Klar wird gesagt, dass es nicht nur darum geht, die Radikalisierungswege mit allen persönlichen, poloitischen, familiären oder psychologischen Faktoren zu erkennen, um hier präventiv einzugreifen, sondern auch um die Erkennung und Beobachtung von Individuen und Gruppen, die einer Ideologie folgen, die direkt Gewalt propagiert. Hier ist dann nicht mehr von Terroristen die Rede, sondern von "Extreme right/left, Islamist, nationalist, anti-globalisation, etc.".
Die Linken haben eine Kleine Anfrage an die Bundesregierung über deren Haltung zu diesem Überwachungsprojekt gerichtet. Kritisiert wird, dass die unscharfe Definition und die "die mangelnde Unterscheidung radikalen und terroristischen Bestrebungen":
"Dies lässt letztlich uferlose Erfassungen von Personen mit 'abweichender' Meinung befürchten. Die britische Bürgerrechtsorganisation Statewatch warnt davor, das ausufernde Überwachungsprojekt drohe das politische Leben zu 'kontaminieren' und aus legitimen politischen Diskussionen ein weiteres Opfer des 'Krieges gegen den Terror' zu machen."
Die Antwort der Bundesregierung wiegelt erst einmal ab. Es ginge nicht um eine Erweiterung der Überwachung, zudem sei es jedem Mitgliedsstaat freigestellt, Informationen zur Datenbank beizutragen oder nicht. Die Bundesregierung beabsichtige auch nicht, dieses Instrument einzusetzen. Eine verbindliche Definition von radikal und radikalisierend gebe es nicht, die deutschen Sicherheitsbehörden seien darauf auch nicht angewiesen. Dasselbe gelte für den Begriff "radikalisierende Botschaften" und für die "Übermittlung von radikalisierenden Botschaften". Überhaupt will die Bundesregierung damit nichts zu tun haben.

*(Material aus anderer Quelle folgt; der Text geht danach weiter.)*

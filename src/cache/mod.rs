//! Tagstore Event Cache
//!
//! A live local mirror of the store records matching a filter:
//!
//! - **engine**: `EventCache` lifecycle, notification handling and queries
//! - **record**: `LiveRecord`, the shared handle to one cached record
//! - **coordinate**: presentation time coordinates
//! - **pipeline**: sort/skip/limit stages for query results
//! - **error**: Error types
//!
//! # Architecture
//!
//! ```text
//! init:    Filter → subscribe → snapshot query → populate map → replay buffered
//! live:    Notification → delivery task → map update → CacheChange
//! reads:   Filter(s) → in-memory match → LiveRecord handles
//! writes:  LiveRecord → store (native coordinate) → local update
//! ```
//!
//! # Example
//!
//! ```rust,no_run
//! use std::sync::Arc;
//! use tagstore::cache::EventCache;
//! use tagstore::storage::{Filter, MemoryStore, StoreConfig};
//! use tagstore::tagset::Tagset;
//!
//! #[tokio::main]
//! async fn main() -> Result<(), Box<dyn std::error::Error>> {
//!     let store = Arc::new(MemoryStore::new(StoreConfig::default()));
//!     store.create_timeseries(0.0, 60.0, Tagset::parse("kind=temp")?, 1).await?;
//!
//!     let cache = EventCache::builder(store.clone(), Filter::parse("kind=temp")?)
//!         .max_samples(100)
//!         .build();
//!     cache.init().await?;
//!
//!     for record in cache.find_timeseries(&[]).await? {
//!         println!("{} has {} samples", record.id(), record.samples().await.len());
//!     }
//!
//!     cache.disconnect().await;
//!     Ok(())
//! }
//! ```

pub mod coordinate;
pub mod engine;
pub mod error;
pub mod pipeline;
pub mod record;

pub use coordinate::{AffineCoordinate, TimeCoordinate};
pub use engine::{CacheBuilder, CacheChange, CacheState, CacheStats, EventCache};
pub use error::{CacheError, CacheResult};
pub use pipeline::{Pipeline, Stage};
pub use record::LiveRecord;
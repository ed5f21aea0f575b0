//! Core data types for the event store
//!
//! This module defines the records the store holds and the filters used to
//! select them:
//! - `Event`: an identified time interval carrying a tagset
//! - `Timeseries`: an event with an ordered, fixed-dimension sample buffer
//! - `Record`: either of the above
//! - `TimeRange` and `Schema`: secondary filter constraints
//! - `Filter`: an OR of tagset patterns ANDed with the constraints

use serde::{Deserialize, Serialize};
use std::collections::BTreeSet;
use std::fmt;

use crate::tagset::{format_tagsets, parse_tagsets, Tagset, TagsetResult};

/// Store-assigned event identifier
#[derive(
    Debug, Clone, Copy, PartialEq, Eq, Hash, PartialOrd, Ord, Serialize, Deserialize,
)]
#[serde(transparent)]
pub struct EventId(pub u64);

impl fmt::Display for EventId {
    fn fmt(&self, f: &mut fmt::Formatter<'_>) -> fmt::Result {
        write!(f, "{}", self.0)
    }
}

/// One timeseries sample
#[derive(Debug, Clone, PartialEq, Serialize, Deserialize)]
pub struct Sample {
    /// Sample time in seconds
    pub time: f64,
    /// Sample vector, length equals the timeseries dimension
    pub value: Vec<f64>,
}

impl Sample {
    pub fn new(time: f64, value: Vec<f64>) -> Self {
        Self { time, value }
    }

    /// One-dimensional sample
    pub fn scalar(time: f64, value: f64) -> Self {
        Self {
            time,
            value: vec![value],
        }
    }
}

/// An identified time interval annotated with a tagset
#[derive(Debug, Clone, PartialEq, Serialize, Deserialize)]
pub struct Event {
    pub id: EventId,
    /// Start time in seconds, may be `-inf`
    #[serde(with = "lower_bound")]
    pub start: f64,
    /// End time in seconds, may be `+inf`
    #[serde(with = "upper_bound")]
    pub end: f64,
    pub tagset: Tagset,
}

impl Event {
    pub fn new(id: EventId, start: f64, end: f64, tagset: Tagset) -> Self {
        Self {
            id,
            start,
            end,
            tagset,
        }
    }

    /// Event spanning all of time
    pub fn unbounded(id: EventId, tagset: Tagset) -> Self {
        Self::new(id, f64::NEG_INFINITY, f64::INFINITY, tagset)
    }

    /// Check if `time` falls within `[start, end]`
    pub fn contains(&self, time: f64) -> bool {
        time >= self.start && time <= self.end
    }
}

/// An event with an ordered buffer of samples
#[derive(Debug, Clone, PartialEq, Serialize, Deserialize)]
pub struct Timeseries {
    pub event: Event,
    pub dimension: usize,
    /// Ordered by time; equal times allowed
    #[serde(default)]
    pub samples: Vec<Sample>,
}

impl Timeseries {
    pub fn new(event: Event, dimension: usize) -> Self {
        Self {
            event,
            dimension,
            samples: Vec::new(),
        }
    }

    /// Builder: set initial samples
    pub fn with_samples(mut self, samples: Vec<Sample>) -> Self {
        self.samples = samples;
        self
    }

    /// Keep only the newest `max` samples, returning how many were dropped
    pub fn retain_newest(&mut self, max: usize) -> usize {
        let excess = self.samples.len().saturating_sub(max);
        self.samples.drain(..excess);
        excess
    }

    /// Drop samples outside `[start, end]`, returning how many were dropped
    pub fn truncate_to_bounds(&mut self) -> usize {
        let before = self.samples.len();
        let event = &self.event;
        self.samples.retain(|s| event.contains(s.time));
        before - self.samples.len()
    }

    /// Insert in time order, after any samples with an equal time
    pub fn insert_sample(&mut self, sample: Sample) {
        let pos = self.samples.partition_point(|s| s.time <= sample.time);
        self.samples.insert(pos, sample);
    }
}

/// Anything the store holds
#[derive(Debug, Clone, PartialEq, Serialize, Deserialize)]
#[serde(tag = "kind", rename_all = "snake_case")]
pub enum Record {
    Event(Event),
    Timeseries(Timeseries),
}

impl Record {
    pub fn id(&self) -> EventId {
        self.event().id
    }

    pub fn event(&self) -> &Event {
        match self {
            Record::Event(event) => event,
            Record::Timeseries(ts) => &ts.event,
        }
    }

    pub fn event_mut(&mut self) -> &mut Event {
        match self {
            Record::Event(event) => event,
            Record::Timeseries(ts) => &mut ts.event,
        }
    }

    pub fn tagset(&self) -> &Tagset {
        &self.event().tagset
    }

    pub fn is_timeseries(&self) -> bool {
        matches!(self, Record::Timeseries(_))
    }

    pub fn as_timeseries(&self) -> Option<&Timeseries> {
        match self {
            Record::Timeseries(ts) => Some(ts),
            Record::Event(_) => None,
        }
    }

    pub fn as_timeseries_mut(&mut self) -> Option<&mut Timeseries> {
        match self {
            Record::Timeseries(ts) => Some(ts),
            Record::Event(_) => None,
        }
    }

    /// Sample dimension, `None` for a plain event
    pub fn dimension(&self) -> Option<usize> {
        self.as_timeseries().map(|ts| ts.dimension)
    }

    /// Update start/end; a timeseries drops samples now out of bounds
    ///
    /// Returns the number of samples dropped.
    pub fn set_times(&mut self, start: f64, end: f64) -> usize {
        let event = self.event_mut();
        event.start = start;
        event.end = end;
        match self {
            Record::Timeseries(ts) => ts.truncate_to_bounds(),
            Record::Event(_) => 0,
        }
    }
}

impl From<Event> for Record {
    fn from(event: Event) -> Self {
        Record::Event(event)
    }
}

impl From<Timeseries> for Record {
    fn from(ts: Timeseries) -> Self {
        Record::Timeseries(ts)
    }
}

/// Closed time interval used as a filter constraint
#[derive(Debug, Clone, Copy, PartialEq)]
pub struct TimeRange {
    pub start: f64,
    pub end: f64,
}

impl TimeRange {
    /// Create a new time range
    ///
    /// # Panics
    /// Panics if start > end
    pub fn new(start: f64, end: f64) -> Self {
        assert!(start <= end, "TimeRange: start must not be after end");
        Self { start, end }
    }

    /// Create a time range, returning None if invalid
    pub fn try_new(start: f64, end: f64) -> Option<Self> {
        if start <= end {
            Some(Self { start, end })
        } else {
            None
        }
    }

    /// Check if a time falls within this range
    pub fn contains(&self, time: f64) -> bool {
        time >= self.start && time <= self.end
    }

    /// Check if `[start, end]` overlaps this range
    pub fn overlaps(&self, start: f64, end: f64) -> bool {
        start <= self.end && end >= self.start
    }
}

/// Record shape constraint
#[derive(Debug, Clone, Copy, PartialEq, Eq)]
pub enum Schema {
    /// Plain events only
    Event,
    /// Timeseries, optionally of a given dimension
    Timeseries { dimension: Option<usize> },
}

impl Schema {
    /// Check a record's dimension (`None` = plain event) against this schema
    pub fn admits(&self, dimension: Option<usize>) -> bool {
        match (self, dimension) {
            (Schema::Event, None) => true,
            (Schema::Timeseries { dimension: None }, Some(_)) => true,
            (Schema::Timeseries { dimension: Some(want) }, Some(have)) => *want == have,
            _ => false,
        }
    }
}

/// Record filter
///
/// A record matches when its tagset is a superset of at least one pattern
/// (or there are no patterns) and every optional constraint holds.
#[derive(Debug, Clone, Default, PartialEq)]
pub struct Filter {
    /// Tagset patterns, OR'd
    pub patterns: Vec<Tagset>,
    /// Restrict to these ids
    pub ids: Option<BTreeSet<EventId>>,
    /// Restrict to events overlapping this range
    pub time: Option<TimeRange>,
    /// Restrict to a record shape
    pub schema: Option<Schema>,
}

impl Filter {
    /// Filter matching every record
    pub fn new() -> Self {
        Self::default()
    }

    /// Parse `;`-separated patterns (`color=red;color=blue`)
    pub fn parse(text: &str) -> TagsetResult<Self> {
        Ok(Self {
            patterns: parse_tagsets(text)?,
            ..Self::default()
        })
    }

    /// Builder: add an OR'd pattern
    pub fn pattern(mut self, pattern: Tagset) -> Self {
        self.patterns.push(pattern);
        self
    }

    /// Builder: restrict to ids
    pub fn ids(mut self, ids: impl IntoIterator<Item = EventId>) -> Self {
        self.ids = Some(ids.into_iter().collect());
        self
    }

    /// Builder: restrict to a time range
    pub fn time_range(mut self, range: TimeRange) -> Self {
        self.time = Some(range);
        self
    }

    /// Builder: restrict to a record shape
    pub fn schema(mut self, schema: Schema) -> Self {
        self.schema = Some(schema);
        self
    }

    /// Tagset part of the filter only
    pub fn matches_tagset(&self, tagset: &Tagset) -> bool {
        self.patterns.is_empty() || self.patterns.iter().any(|p| p.is_subset_of(tagset))
    }

    /// Check a record described by its parts
    pub fn matches_parts(
        &self,
        id: EventId,
        start: f64,
        end: f64,
        tagset: &Tagset,
        dimension: Option<usize>,
    ) -> bool {
        if let Some(ids) = &self.ids {
            if !ids.contains(&id) {
                return false;
            }
        }

        if let Some(range) = &self.time {
            if !range.overlaps(start, end) {
                return false;
            }
        }

        if let Some(schema) = &self.schema {
            if !schema.admits(dimension) {
                return false;
            }
        }

        self.matches_tagset(tagset)
    }

    /// Check if a record matches this filter
    pub fn matches(&self, record: &Record) -> bool {
        let event = record.event();
        self.matches_parts(
            event.id,
            event.start,
            event.end,
            &event.tagset,
            record.dimension(),
        )
    }
}

impl fmt::Display for Filter {
    fn fmt(&self, f: &mut fmt::Formatter<'_>) -> fmt::Result {
        f.write_str(&format_tagsets(&self.patterns))
    }
}

/// Serializes `-inf` (or any non-finite start) as `null`
pub(crate) mod lower_bound {
    use serde::{Deserialize, Deserializer, Serializer};

    pub fn serialize<S: Serializer>(value: &f64, serializer: S) -> Result<S::Ok, S::Error> {
        if value.is_finite() {
            serializer.serialize_some(value)
        } else {
            serializer.serialize_none()
        }
    }

    pub fn deserialize<'de, D: Deserializer<'de>>(deserializer: D) -> Result<f64, D::Error> {
        Ok(Option::<f64>::deserialize(deserializer)?.unwrap_or(f64::NEG_INFINITY))
    }
}

/// Serializes `+inf` (or any non-finite end) as `null`
pub(crate) mod upper_bound {
    use serde::{Deserialize, Deserializer, Serializer};

    pub fn serialize<S: Serializer>(value: &f64, serializer: S) -> Result<S::Ok, S::Error> {
        if value.is_finite() {
            serializer.serialize_some(value)
        } else {
            serializer.serialize_none()
        }
    }

    pub fn deserialize<'de, D: Deserializer<'de>>(deserializer: D) -> Result<f64, D::Error> {
        Ok(Option::<f64>::deserialize(deserializer)?.unwrap_or(f64::INFINITY))
    }
}

#[cfg(test)]
mod tests {
    use super::*;

    fn tc(text: &str) -> Tagset {
        Tagset::parse(text).unwrap()
    }

    fn series(samples: &[f64]) -> Timeseries {
        Timeseries::new(Event::unbounded(EventId(1), tc("kind=temp")), 1)
            .with_samples(samples.iter().map(|&t| Sample::scalar(t, t * 10.0)).collect())
    }

    #[test]
    fn test_retain_newest() {
        let mut ts = series(&[1.0, 2.0, 3.0, 4.0]);
        assert_eq!(ts.retain_newest(2), 2);
        let times: Vec<f64> = ts.samples.iter().map(|s| s.time).collect();
        assert_eq!(times, vec![3.0, 4.0]);
        assert_eq!(ts.retain_newest(10), 0);
    }

    #[test]
    fn test_insert_sample_keeps_time_order() {
        let mut ts = series(&[2.0, 5.0]);
        ts.insert_sample(Sample::scalar(3.0, 0.0));
        ts.insert_sample(Sample::scalar(1.0, 0.0));
        ts.insert_sample(Sample::scalar(5.0, 1.0));
        let times: Vec<f64> = ts.samples.iter().map(|s| s.time).collect();
        assert_eq!(times, vec![1.0, 2.0, 3.0, 5.0, 5.0]);
        // Equal times keep arrival order
        assert_eq!(ts.samples[4].value, vec![1.0]);

        // Retention then keeps the newest by time, not by arrival
        ts.insert_sample(Sample::scalar(0.5, 0.0));
        ts.retain_newest(2);
        let times: Vec<f64> = ts.samples.iter().map(|s| s.time).collect();
        assert_eq!(times, vec![5.0, 5.0]);
    }

    #[test]
    fn test_set_times_truncates_both_ends() {
        let mut record = Record::from(series(&[1.0, 2.0, 3.0, 4.0, 5.0]));
        assert_eq!(record.set_times(2.0, 4.0), 2);
        let times: Vec<f64> = record
            .as_timeseries()
            .unwrap()
            .samples
            .iter()
            .map(|s| s.time)
            .collect();
        assert_eq!(times, vec![2.0, 3.0, 4.0]);
        assert_eq!(record.event().start, 2.0);
        assert_eq!(record.event().end, 4.0);
    }

    #[test]
    fn test_time_range() {
        let range = TimeRange::new(10.0, 20.0);
        assert!(range.contains(10.0));
        assert!(range.contains(20.0));
        assert!(!range.contains(20.5));
        assert!(range.overlaps(5.0, 10.0));
        assert!(range.overlaps(f64::NEG_INFINITY, f64::INFINITY));
        assert!(!range.overlaps(21.0, 30.0));
        assert!(TimeRange::try_new(2.0, 1.0).is_none());
    }

    #[test]
    fn test_schema_admits() {
        assert!(Schema::Event.admits(None));
        assert!(!Schema::Event.admits(Some(1)));
        assert!(Schema::Timeseries { dimension: None }.admits(Some(3)));
        assert!(Schema::Timeseries { dimension: Some(3) }.admits(Some(3)));
        assert!(!Schema::Timeseries { dimension: Some(2) }.admits(Some(3)));
        assert!(!Schema::Timeseries { dimension: None }.admits(None));
    }

    #[test]
    fn test_filter_patterns_are_ored() {
        let filter = Filter::parse("color=red;color=blue,size").unwrap();
        let red = Record::from(Event::unbounded(EventId(1), tc("color=red")));
        let blue = Record::from(Event::unbounded(EventId(2), tc("color=blue")));
        let blue_sized = Record::from(Event::unbounded(EventId(3), tc("color=blue,size=s")));

        assert!(filter.matches(&red));
        assert!(!filter.matches(&blue));
        assert!(filter.matches(&blue_sized));
        assert_eq!(filter.to_string(), "color=red;color=blue,size");
    }

    #[test]
    fn test_filter_constraints_are_anded() {
        let record = Record::from(Event::new(EventId(5), 100.0, 200.0, tc("color=red")));

        assert!(Filter::new().matches(&record));
        assert!(Filter::new().ids([EventId(5)]).matches(&record));
        assert!(!Filter::new().ids([EventId(6)]).matches(&record));
        assert!(Filter::new()
            .time_range(TimeRange::new(150.0, 300.0))
            .matches(&record));
        assert!(!Filter::new()
            .time_range(TimeRange::new(201.0, 300.0))
            .matches(&record));
        assert!(!Filter::new()
            .schema(Schema::Timeseries { dimension: None })
            .matches(&record));
        assert!(!Filter::new()
            .pattern(tc("color=red"))
            .ids([EventId(6)])
            .matches(&record));
    }

    #[test]
    fn test_record_serialization_with_infinite_bounds() {
        let record = Record::from(series(&[1.0]));
        let json = serde_json::to_string(&record).unwrap();
        assert!(json.contains("\"kind\":\"timeseries\""));
        assert!(json.contains("\"start\":null"));
        assert!(json.contains("\"tagset\":\"kind=temp\""));

        let restored: Record = serde_json::from_str(&json).unwrap();
        assert_eq!(restored, record);
    }
}
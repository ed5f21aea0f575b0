//! Benchmarks for the tagset algebra
//!
//! Run with: cargo bench

use criterion::{black_box, criterion_group, criterion_main, Criterion, Throughput};
use tagstore::tagset::*;

fn candidate(i: usize, width: usize) -> Tagset {
    (0..width)
        .map(|n| Tag::new(format!("name{}", n), format!("{}", (i + n) % 7)))
        .collect()
}

fn bench_subset(c: &mut Criterion) {
    let mut group = c.benchmark_group("subset");

    for width in [4, 16, 64] {
        let target = candidate(3, width);
        let pattern = Tagset::new().tag("name1", "4").wildcard("name2");

        group.bench_function(format!("is_subset_of_{}", width), |b| {
            b.iter(|| black_box(&pattern).is_subset_of(black_box(&target)))
        });
    }

    group.finish();
}

fn bench_permutation(c: &mut Criterion) {
    let mut group = c.benchmark_group("permutation");

    for size in [4, 16, 64] {
        let candidates: Vec<Tagset> = (0..size).map(|i| candidate(i, 8)).collect();
        // Queries mirror the candidates in reverse order, so a full matching exists
        let queries: Vec<Tagset> = (0..size)
            .rev()
            .map(|i| Tagset::new().tag("name0", format!("{}", i % 7)).tag("name1", format!("{}", (i + 1) % 7)))
            .collect();

        group.throughput(Throughput::Elements(size as u64));
        group.bench_function(format!("permutation_is_superset_{}", size), |b| {
            b.iter(|| permutation_is_superset(black_box(&candidates), black_box(&queries)))
        });
    }

    group.finish();
}

fn bench_text(c: &mut Criterion) {
    let mut group = c.benchmark_group("text");
    let text = "kind=temperature,room=kitchen,unit=C,sensor=a\\,b,site=lab\\=1";

    group.bench_function("parse", |b| {
        b.iter(|| parse_tagset(black_box(text)).unwrap())
    });

    let tagset = parse_tagset(text).unwrap();
    group.bench_function("format", |b| b.iter(|| format_tagset(black_box(&tagset))));

    group.finish();
}

criterion_group!(benches, bench_subset, bench_permutation, bench_text);
criterion_main!(benches);
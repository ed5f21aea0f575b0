//! Tagset ordering
//!
//! Orders tagsets lexicographically over a list of tag names. For each name
//! a missing tag sorts first, then the empty string, then any other value in
//! natural string order. Names declared numeric are compared as `f64`; a
//! value that does not parse is reported as an error rather than silently
//! compared as text.

use std::cmp::Ordering;
use std::collections::{BTreeSet, HashSet};

use crate::tagset::error::{TagsetError, TagsetResult};
use crate::tagset::types::Tagset;

/// Configurable tagset comparator
#[derive(Debug, Clone, Default)]
pub struct TagsetComparator {
    /// Names to compare, in priority order; `None` = every name present
    names: Option<Vec<String>>,
    /// Names whose values compare as numbers
    numeric: HashSet<String>,
    descending: bool,
}

/// Sort key for one value of one name
#[derive(Debug, Clone)]
enum KeyValue {
    Absent,
    Number(f64),
    Text(String),
}

impl KeyValue {
    fn rank(&self) -> u8 {
        match self {
            KeyValue::Absent => 0,
            KeyValue::Number(_) => 1,
            KeyValue::Text(_) => 2,
        }
    }
}

impl Ord for KeyValue {
    fn cmp(&self, other: &Self) -> Ordering {
        match (self, other) {
            (KeyValue::Number(a), KeyValue::Number(b)) => a.total_cmp(b),
            (KeyValue::Text(a), KeyValue::Text(b)) => a.cmp(b),
            _ => self.rank().cmp(&other.rank()),
        }
    }
}

impl PartialOrd for KeyValue {
    fn partial_cmp(&self, other: &Self) -> Option<Ordering> {
        Some(self.cmp(other))
    }
}

impl PartialEq for KeyValue {
    fn eq(&self, other: &Self) -> bool {
        self.cmp(other) == Ordering::Equal
    }
}

impl Eq for KeyValue {}

type SortKey = Vec<Vec<KeyValue>>;

impl TagsetComparator {
    /// Compare every name present, ascending
    pub fn new() -> Self {
        Self::default()
    }

    /// Compare only these names, in this order
    pub fn by_names<I, S>(names: I) -> Self
    where
        I: IntoIterator<Item = S>,
        S: Into<String>,
    {
        Self {
            names: Some(names.into_iter().map(Into::into).collect()),
            ..Self::default()
        }
    }

    /// Builder: compare values of `name` as numbers
    pub fn numeric(mut self, name: impl Into<String>) -> Self {
        self.numeric.insert(name.into());
        self
    }

    /// Builder: sort descending
    pub fn descending(mut self) -> Self {
        self.descending = true;
        self
    }

    /// Builder: flip the current direction
    pub fn reversed(mut self) -> Self {
        self.descending = !self.descending;
        self
    }

    pub fn is_descending(&self) -> bool {
        self.descending
    }

    /// Compare two tagsets
    pub fn compare(&self, a: &Tagset, b: &Tagset) -> TagsetResult<Ordering> {
        let names = self.names_for([a, b]);
        let ka = self.sort_key(a, &names)?;
        let kb = self.sort_key(b, &names)?;
        Ok(self.direct(ka.cmp(&kb)))
    }

    /// Sort tagsets in place
    pub fn sort(&self, tagsets: &mut [Tagset]) -> TagsetResult<()> {
        self.sort_by_tagset(tagsets, |t| t)
    }

    /// Sort arbitrary items by the tagset each one carries
    ///
    /// All keys are computed up front, so a format error leaves `items`
    /// untouched.
    pub fn sort_by_tagset<T, F>(&self, items: &mut [T], tagset_of: F) -> TagsetResult<()>
    where
        F: Fn(&T) -> &Tagset,
    {
        let names = self.names_for(items.iter().map(&tagset_of));
        let keys = items
            .iter()
            .map(|item| self.sort_key(tagset_of(item), &names))
            .collect::<TagsetResult<Vec<_>>>()?;

        let mut order: Vec<usize> = (0..items.len()).collect();
        order.sort_by(|&i, &j| self.direct(keys[i].cmp(&keys[j])));
        apply_permutation(items, order);
        Ok(())
    }

    fn direct(&self, ordering: Ordering) -> Ordering {
        if self.descending {
            ordering.reverse()
        } else {
            ordering
        }
    }

    fn names_for<'a, I>(&self, tagsets: I) -> Vec<String>
    where
        I: IntoIterator<Item = &'a Tagset>,
    {
        match &self.names {
            Some(names) => names.clone(),
            None => {
                let mut all = BTreeSet::new();
                for tagset in tagsets {
                    all.extend(tagset.names().into_iter().map(str::to_string));
                }
                all.into_iter().collect()
            }
        }
    }

    fn sort_key(&self, tagset: &Tagset, names: &[String]) -> TagsetResult<SortKey> {
        names
            .iter()
            .map(|name| {
                let numeric = self.numeric.contains(name);
                let mut values = tagset
                    .values(name)
                    .map(|value| match value {
                        None => Ok(KeyValue::Absent),
                        Some(v) if numeric => v
                            .trim()
                            .parse::<f64>()
                            .map(KeyValue::Number)
                            .map_err(|_| TagsetError::NumberFormat {
                                name: name.clone(),
                                value: v.to_string(),
                            }),
                        Some(v) => Ok(KeyValue::Text(v.to_string())),
                    })
                    .collect::<TagsetResult<Vec<_>>>()?;
                values.sort();
                Ok(values)
            })
            .collect()
    }
}

/// Reorder `items` so that position `k` holds the item previously at `order[k]`
fn apply_permutation<T>(items: &mut [T], mut order: Vec<usize>) {
    for start in 0..order.len() {
        let mut current = start;
        while order[current] != start {
            let next = order[current];
            items.swap(current, next);
            order[current] = current;
            current = next;
        }
        order[current] = current;
    }
}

Ulla Jelpke, die innenpolitische Sprecherin der Linken, ist mit der ausweichenden Antwort der Bundesregierung nicht zufrieden und fordert: "Angesichts der engen Vernetzung europäischer Sicherheitsbehörden kann die Bundesregierung nicht so tun, als gehe sie dieses Überwachungsprojekt nichts an. Deutsche Sicherheitsbehörden dürfen weder indirekt zur Anreicherung der neuen EU-Datensammlung beitragen noch ihr passiver Nutznießer werden. Damit stellt sich die Frage, wie die Bundesregierung sicherstellen will, an diesem Demokratieabbau in keiner Weise teilzuhaben. Sie muss sich in den EU-Institutionen für einen Stopp des Projektes einsetzen."